PROBLEM DETAILS: Give back all of the data exactly as it appears here.

━━━━━ THE RECORDS

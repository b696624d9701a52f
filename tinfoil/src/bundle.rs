//! Attestation bundle assembly.
//!
//! Gathers everything one verification pass needs — attestation report,
//! release digest, Sigstore bundle, VCEK, and the enclave's TLS
//! certificate — from public infrastructure over HTTPS. The three
//! independent fetches run in parallel; the Sigstore bundle (keyed by
//! digest) and VCEK (keyed by the parsed report) follow sequentially.
//! Every fetch is wrapped in a bounded retry with exponential backoff;
//! parse failures are never retried.
//!
//! A centralized attestation server (the ATC) can alternatively hand
//! back a pre-assembled bundle.

use std::collections::HashMap;
use std::sync::Arc;
use std::time::Duration;

use async_trait::async_trait;
use base64::engine::general_purpose::STANDARD as BASE64;
use base64::Engine;
use rand::Rng;
use serde::{Deserialize, Serialize};
use tokio::sync::Mutex;

use crate::attestation::AttestationDocument;
use crate::codec;
use crate::error::{Result, TinfoilError};
use crate::report::Report;

/// GitHub API proxy for release metadata and attestations.
pub const GITHUB_API_PROXY: &str = "https://api-github-proxy.tinfoil.sh";

/// GitHub download proxy for release assets.
pub const GITHUB_DL_PROXY: &str = "https://github-download-proxy.tinfoil.sh";

/// AMD Key Distribution Service proxy.
pub const KDS_PROXY: &str = "https://kds-proxy.tinfoil.sh";

/// Attestation-trust coordinator base URL.
pub const ATC_BASE_URL: &str = "https://atc.tinfoil.sh";

/// Default configuration repository: the confidential inference router.
pub const DEFAULT_CONFIG_REPO: &str = "tinfoilsh/confidential-inference-router";

/// Well-known path serving the enclave's attestation document.
const WELL_KNOWN_ATTESTATION: &str = "/.well-known/tinfoil-attestation";

/// Well-known path serving the enclave's TLS certificate.
const WELL_KNOWN_CERTIFICATE: &str = "/.well-known/tinfoil-certificate";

━━━━━━━━━━

REPLY:
repository b696624d9701a52f
filename tinfoil/src/bundle.rs
//! Attestation bundle assembly.
//!
//! Gathers everything one verification pass needs — attestation report,
//! release digest, Sigstore bundle, VCEK, and the enclave's TLS
//! certificate — from public infrastructure over HTTPS. The three
//! independent fetches run in parallel; the Sigstore bundle (keyed by
//! digest) and VCEK (keyed by the parsed report) follow sequentially.
//! Every fetch is wrapped in a bounded retry with exponential backoff;
//! parse failures are never retried.
//!
//! A centralized attestation server (the ATC) can alternatively hand
//! back a pre-assembled bundle.

use std::collections::HashMap;
use std::sync::Arc;
use std::time::Duration;

use async_trait::async_trait;
use base64::engine::general_purpose::STANDARD as BASE64;
use base64::Engine;
use rand::Rng;
use serde::{Deserialize, Serialize};
use tokio::sync::Mutex;

use crate::attestation::AttestationDocument;
use crate::codec;
use crate::error::{Result, TinfoilError};
use crate::report::Report;

/// GitHub API proxy for release metadata and attestations.
pub const GITHUB_API_PROXY: &str = "https://api-github-proxy.tinfoil.sh";

/// GitHub download proxy for release assets.
pub const GITHUB_DL_PROXY: &str = "https://github-download-proxy.tinfoil.sh";

/// AMD Key Distribution Service proxy.
pub const KDS_PROXY: &str = "https://kds-proxy.tinfoil.sh";

/// Attestation-trust coordinator base URL.
pub const ATC_BASE_URL: &str = "https://atc.tinfoil.sh";

/// Default configuration repository: the confidential inference router.
pub const DEFAULT_CONFIG_REPO: &str = "tinfoilsh/confidential-inference-router";

/// Well-known path serving the enclave's attestation document.
const WELL_KNOWN_ATTESTATION: &str = "/.well-known/tinfoil-attestation";

/// Well-known path serving the enclave's TLS certificate.
const WELL_KNOWN_CERTIFICATE: &str = "/.well-known/tinfoil-certificate";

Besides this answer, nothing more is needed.